▶ _What is being asked_:
Using the material that follows, output exactly the lines from the one containing "debug!(input = %input.name(), tokens" through the one containing "Ok(parse_config_file(&default_path)?)", with both ends kept.

►

//! cscan: dump the token stream of C-like source files.
//!
//! Usage:
//!   cscan [options] [file...]
//!
//! With no files, scans standard input when it is piped and the built-in
//! demo program otherwise.

mod error;
mod render;

use clap::{Parser as ClapParser, ValueEnum};
use cscan_options::{
    parse_config_file, to_config_string, CscanConfig, OutputFormat, CONFIG_FILE_NAME,
};
use cscan_scanner::{ScanOptions, Scanner};
use error::{CliError, Result};
use render::{render, RenderOptions};
use std::io::{self, IsTerminal, Read, Write};
use std::path::{Path, PathBuf};
use tracing::{debug, info, warn};
use tracing_subscriber::{fmt, layer::SubscriberExt, util::SubscriberInitExt, EnvFilter};

const DEMO_SOURCE: &str = "int x = 5;\nx++;\n--x;\nint y = x ** 2;\n";

#[derive(ClapParser, Debug)]
#[command(name = "cscan", version, about = "cscan - A lexical scanner for C-like source")]
struct Cli {
    /// Source files to scan; `-` reads standard input.
    #[arg(value_name = "FILE")]
    files: Vec<String>,

    /// Path to cscan.json.
    #[arg(short = 'p', long = "project")]
    project: Option<PathBuf>,

    /// Scan the built-in demo program.
    #[arg(long)]
    demo: bool,

    /// Output format.
    #[arg(long, value_enum)]
    format: Option<FormatArg>,

    /// Leave comments out of the dump.
    #[arg(long)]
    skip_comments: bool,

    /// Append the byte span of each token.
    #[arg(long)]
    show_spans: bool,

    /// Accept hex prefixes and signed exponents in numbers.
    #[arg(long)]
    extended_numbers: bool,

    /// Report `->` and `.` as member access tokens.
    #[arg(long)]
    member_access_kinds: bool,

    /// Enable debug logging.
    #[arg(short = 'v', long)]
    verbose: bool,

    /// Disable colored log output.
    #[arg(long)]
    no_color: bool,

    /// Initialize a cscan.json file.
    #[arg(long)]
    init: bool,
}

#[derive(Debug, Clone, Copy, PartialEq, Eq, ValueEnum)]
enum FormatArg {
    Plain,
    Json,
}

impl From<FormatArg> for OutputFormat {
    fn from(arg: FormatArg) -> Self {
        match arg {
            FormatArg::Plain => OutputFormat::Plain,
            FormatArg::Json => OutputFormat::Json,
        }
    }
}

/// Where a source text comes from.
#[derive(Debug, Clone, PartialEq, Eq)]
enum Input {
    Demo,
    Stdin,
    File(PathBuf),
}

impl Input {
    fn name(&self) -> String {
        match self {
            Input::Demo => "<demo>".to_string(),
            Input::Stdin => "<stdin>".to_string(),
            Input::File(path) => path.display().to_string(),
        }
    }

    fn read(&self) -> Result<String> {
        match self {
            Input::Demo => Ok(DEMO_SOURCE.to_string()),
            Input::Stdin => {
                let mut bytes = Vec::new();
                io::stdin()
                    .read_to_end(&mut bytes)
                    .map_err(CliError::ReadStdin)?;
                Ok(decode_source(bytes, &self.name()))
            }
            Input::File(path) => {
                let bytes = std::fs::read(path).map_err(|source| CliError::ReadInput {
                    path: path.clone(),
                    source,
                })?;
                Ok(decode_source(bytes, &self.name()))
            }
        }
    }
}

/// Decode source bytes as UTF-8, replacing invalid sequences with U+FFFD.
fn decode_source(bytes: Vec<u8>, name: &str) -> String {
    match String::from_utf8(bytes) {
        Ok(text) => text,
        Err(err) => {
            warn!(
                input = name,
                offset = err.utf8_error().valid_up_to(),
                "input is not valid UTF-8, invalid bytes replaced with U+FFFD"
            );
            String::from_utf8_lossy(err.as_bytes()).into_owned()
        }
    }
}

fn main() -> miette::Result<()> {
    let cli = Cli::parse();
    init_logging(cli.verbose, cli.no_color)?;

    if cli.init {
        run_init(Path::new(CONFIG_FILE_NAME))?;
        return Ok(());
    }

    let stdout = io::stdout();
    let mut out = stdout.lock();
    run_scan(&cli, io::stdin().is_terminal(), Path::new("."), &mut out)?;
    Ok(())
}

/// Install the stderr log subscriber. `RUST_LOG` wins over `--verbose`.
fn init_logging(verbose: bool, no_color: bool) -> Result<()> {
    let filter = EnvFilter::try_from_default_env().unwrap_or_else(|_| {
        if verbose {
            EnvFilter::new("debug")
        } else {
            EnvFilter::new("info")
        }
    });

    let subscriber = fmt::layer()
        .with_writer(io::stderr)
        .with_ansi(!no_color && io::stderr().is_terminal())
        .with_target(false);

    tracing_subscriber::registry()
        .with(filter)
        .with(subscriber)
        .try_init()
        .map_err(|e| CliError::Logging(e.to_string()))?;

    Ok(())
}

fn run_init(path: &Path) -> Result<()> {
    if path.exists() {
        return Err(CliError::ConfigExists {
            path: path.to_path_buf(),
        });
    }

    let text = to_config_string(&CscanConfig::init_template())?;
    std::fs::write(path, text).map_err(|source| CliError::WriteFile {
        path: path.to_path_buf(),
        source,
    })?;
    info!(path = %path.display(), "created configuration file");
    Ok(())
}

/// Scan every input and write the dump to `out`. `config_dir` is where
/// `cscan.json` is looked up when `-p` is absent.
fn run_scan(
    cli: &Cli,
    stdin_is_terminal: bool,
    config_dir: &Path,
    out: &mut dyn Write,
) -> Result<()> {
    let config = load_config(cli.project.as_deref(), config_dir)?;
    let scan_options = resolve_scan_options(cli, &config);
    let render_options = resolve_render_options(cli, &config);
    let inputs = resolve_inputs(cli, stdin_is_terminal);
    debug!(?scan_options, ?render_options, inputs = inputs.len(), "starting scan");

    let show_headers = inputs.len() > 1 && render_options.format == OutputFormat::Plain;

    for input in &inputs {
        let text = input.read()?;
        let tokens = Scanner::with_options(&text, scan_options).scan();
        debug!(input = %input.name(), tokens = tokens.len(), "scanned input");

        if show_headers {
            writeln!(out, "==> {} <==", input.name())?;
        }
        render(&tokens, &render_options, out)?;
    }

    out.flush()?;
    Ok(())
}

/// Load the configuration named by `-p`, or `cscan.json` in `config_dir`
/// when it exists.
fn load_config(project: Option<&Path>, config_dir: &Path) -> Result<CscanConfig> {
    match project {
        Some(path) => Ok(parse_config_file(path)?),
        None => {
            let default_path = config_dir.join(CONFIG_FILE_NAME);
            if default_path.is_file() {
                Ok(parse_config_file(&default_path)?)
            } else {
                Ok(CscanConfig::default())
            }
        }
    }
}

fn resolve_scan_options(cli: &Cli, config: &CscanConfig) -> ScanOptions {
    let mut options = config.scan_options();

    // CLI options override cscan.json
    if cli.extended_numbers { options.extended_numbers = true; }
    if cli.member_access_kinds { options.member_access_kinds = true; }

    options
}

fn resolve_render_options(cli: &Cli, config: &CscanConfig) -> RenderOptions {
    RenderOptions {
        format: cli.format.map(OutputFormat::from).unwrap_or_else(|| config.output_format()),
        skip_comments: cli.skip_comments || config.skip_comments(),
        show_spans: cli.show_spans || config.show_spans(),
    }
}

fn resolve_inputs(cli: &Cli, stdin_is_terminal: bool) -> Vec<Input> {
    let mut inputs: Vec<Input> = cli
        .files
        .iter()
        .map(|file| {
            if file == "-" {
                Input::Stdin
            } else {
                Input::File(PathBuf::from(file))
            }
        })
        .collect();

    if cli.demo {
        inputs.insert(0, Input::Demo);
    } else if inputs.is_empty() {
        inputs.push(if stdin_is_terminal { Input::Demo } else { Input::Stdin });
    }

    inputs
}

#[cfg(test)]
mod tests {
    use super::*;
    use cscan_options::parse_config;

    fn parse_args(args: &[&str]) -> Cli {
        Cli::try_parse_from(std::iter::once("cscan").chain(args.iter().copied())).unwrap()
    }

    #[test]
    fn test_cli_flags() {
        let cli = parse_args(&["--format", "json", "--show-spans", "-v", "a.cpp", "-"]);
        assert_eq!(cli.format, Some(FormatArg::Json));
        assert!(cli.show_spans);
        assert!(cli.verbose);
        assert_eq!(cli.files, vec!["a.cpp", "-"]);
    }

    #[test]
    fn test_unknown_format_is_rejected() {
        let args = ["cscan", "--format", "xml"];
        assert!(Cli::try_parse_from(args).is_err());
    }

    #[test]
    fn test_inputs_default_to_demo_on_terminal() {
        let cli = parse_args(&[]);
        assert_eq!(resolve_inputs(&cli, true), vec![Input::Demo]);
        assert_eq!(resolve_inputs(&cli, false), vec![Input::Stdin]);
    }

    #[test]
    fn test_inputs_from_files() {
        let cli = parse_args(&["--demo", "a.c", "-"]);
        assert_eq!(
            resolve_inputs(&cli, false),
            vec![
                Input::Demo,
                Input::File(PathBuf::from("a.c")),
                Input::Stdin,
            ]
        );
    }

    #[test]
    fn test_cli_overrides_config() {
        let config = parse_config(
            r#"{
                "scannerOptions": { "memberAccessKinds": true },
                "output": { "format": "json", "skipComments": true }
            }"#,
        )
        .unwrap();

        let cli = parse_args(&["--extended-numbers", "--format", "plain"]);
        let scan_options = resolve_scan_options(&cli, &config);
        assert!(scan_options.extended_numbers);
        assert!(scan_options.member_access_kinds);

        let render_options = resolve_render_options(&cli, &config);
        assert_eq!(render_options.format, OutputFormat::Plain);
        assert!(render_options.skip_comments);
        assert!(!render_options.show_spans);
    }

    #[test]
    fn test_demo_input() {
        assert_eq!(Input::Demo.read().unwrap(), DEMO_SOURCE);
        assert_eq!(Input::Demo.name(), "<demo>");
    }

    #[test]
    fn test_missing_file_input() {
        let input = Input::File(PathBuf::from("/definitely/not/here.c"));
        assert!(matches!(input.read(), Err(CliError::ReadInput { .. })));
    }

    #[test]
    fn test_load_explicit_config() {
        let dir = tempfile::tempdir().unwrap();
        let path = dir.path().join("custom.json");
        std::fs::write(&path, r#"{ "output": { "showSpans": true } }"#).unwrap();
        let config = load_config(Some(&path), dir.path()).unwrap();
        assert!(config.show_spans());

        let missing = load_config(Some(&dir.path().join("absent.json")), dir.path());
        assert!(matches!(missing, Err(CliError::Config(_))));
    }

    #[test]
    fn test_init_refuses_to_overwrite() {
        let dir = tempfile::tempdir().unwrap();
        let path = dir.path().join(CONFIG_FILE_NAME);

        run_init(&path).unwrap();
        let written = parse_config_file(&path).unwrap();
        assert_eq!(written, CscanConfig::init_template());

        let err = run_init(&path).unwrap_err();
        assert!(matches!(err, CliError::ConfigExists { .. }));
    }

    fn write_source(dir: &Path, name: &str, contents: &[u8]) -> String {
        let path = dir.join(name);
        std::fs::write(&path, contents).unwrap();
        path.to_str().unwrap().to_string()
    }

    fn scan_to_string(args: &[&str], config_dir: &Path) -> String {
        let cli = parse_args(args);
        let mut out = Vec::new();
        run_scan(&cli, true, config_dir, &mut out).unwrap();
        String::from_utf8(out).unwrap()
    }

    #[test]
    fn test_headers_for_several_plain_inputs() {
        let dir = tempfile::tempdir().unwrap();
        let a = write_source(dir.path(), "a.c", b"int x;");
        let b = write_source(dir.path(), "b.c", b"y");

        let text = scan_to_string(&[a.as_str(), b.as_str()], dir.path());
        assert_eq!(
            text,
            format!(
                "==> {a} <==\nTOK_INT int\nTOK_IDENTIFIER x\nTOK_PUNCTUATION ;\n\
                 ==> {b} <==\nTOK_IDENTIFIER y\n"
            )
        );
    }

    #[test]
    fn test_no_header_for_single_input() {
        let dir = tempfile::tempdir().unwrap();
        let a = write_source(dir.path(), "a.c", b"x++;");

        let text = scan_to_string(&[a.as_str()], dir.path());
        assert_eq!(text, "TOK_IDENTIFIER x\nTOK_OPERATOR ++\nTOK_PUNCTUATION ;\n");
    }

    #[test]
    fn test_json_array_per_input() {
        let dir = tempfile::tempdir().unwrap();
        let a = write_source(dir.path(), "a.c", b"int x;");
        let b = write_source(dir.path(), "b.c", b"y");

        let text = scan_to_string(&["--format", "json", a.as_str(), b.as_str()], dir.path());
        assert!(!text.contains("==>"));
        let arrays: Vec<serde_json::Value> = serde_json::Deserializer::from_str(&text)
            .into_iter::<serde_json::Value>()
            .collect::<std::result::Result<_, _>>()
            .unwrap();
        assert_eq!(arrays.len(), 2);
        assert_eq!(arrays[0].as_array().unwrap().len(), 3);
        assert_eq!(arrays[1][0]["lexeme"], "y");
    }

    #[test]
    fn test_config_in_config_dir_is_used() {
        let dir = tempfile::tempdir().unwrap();
        std::fs::write(
            dir.path().join(CONFIG_FILE_NAME),
            r#"{ "output": { "format": "json", "showSpans": true } }"#,
        )
        .unwrap();
        let a = write_source(dir.path(), "a.c", b"p->q");

        let text = scan_to_string(&[a.as_str()], dir.path());
        let value: serde_json::Value = serde_json::from_str(&text).unwrap();
        assert_eq!(value[1]["lexeme"], "->");
        assert_eq!(value[1]["end"], 3);
    }

    #[test]
    fn test_missing_config_dir_file_falls_back_to_defaults() {
        let dir = tempfile::tempdir().unwrap();
        let config = load_config(None, dir.path()).unwrap();
        assert_eq!(config, CscanConfig::default());
    }

    #[test]
    fn test_invalid_utf8_input_is_scanned_lossily() {
        let dir = tempfile::tempdir().unwrap();
        let a = write_source(dir.path(), "latin1.c", b"int x; // caf\xe9\n");

        let text = scan_to_string(&[a.as_str()], dir.path());
        assert_eq!(
            text,
            "TOK_INT int\nTOK_IDENTIFIER x\nTOK_PUNCTUATION ;\nTOK_LINE_COMMENT // caf\u{FFFD}\n"
        );
    }

    #[test]
    fn test_decode_source_keeps_valid_utf8() {
        assert_eq!(decode_source("caf\u{e9}".as_bytes().to_vec(), "a.c"), "caf\u{e9}");
        assert_eq!(decode_source(vec![b'a', 0xff, b'b'], "a.c"), "a\u{FFFD}b");
    }
}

◄

▶ _Output for this exercise_:
        debug!(input = %input.name(), tokens = tokens.len(), "scanned input");

        if show_headers {
            writeln!(out, "==> {} <==", input.name())?;
        }
        render(&tokens, &render_options, out)?;
    }

    out.flush()?;
    Ok(())
}

/// Load the configuration named by `-p`, or `cscan.json` in `config_dir`
/// when it exists.
fn load_config(project: Option<&Path>, config_dir: &Path) -> Result<CscanConfig> {
    match project {
        Some(path) => Ok(parse_config_file(path)?),
        None => {
            let default_path = config_dir.join(CONFIG_FILE_NAME);
            if default_path.is_file() {
                Ok(parse_config_file(&default_path)?)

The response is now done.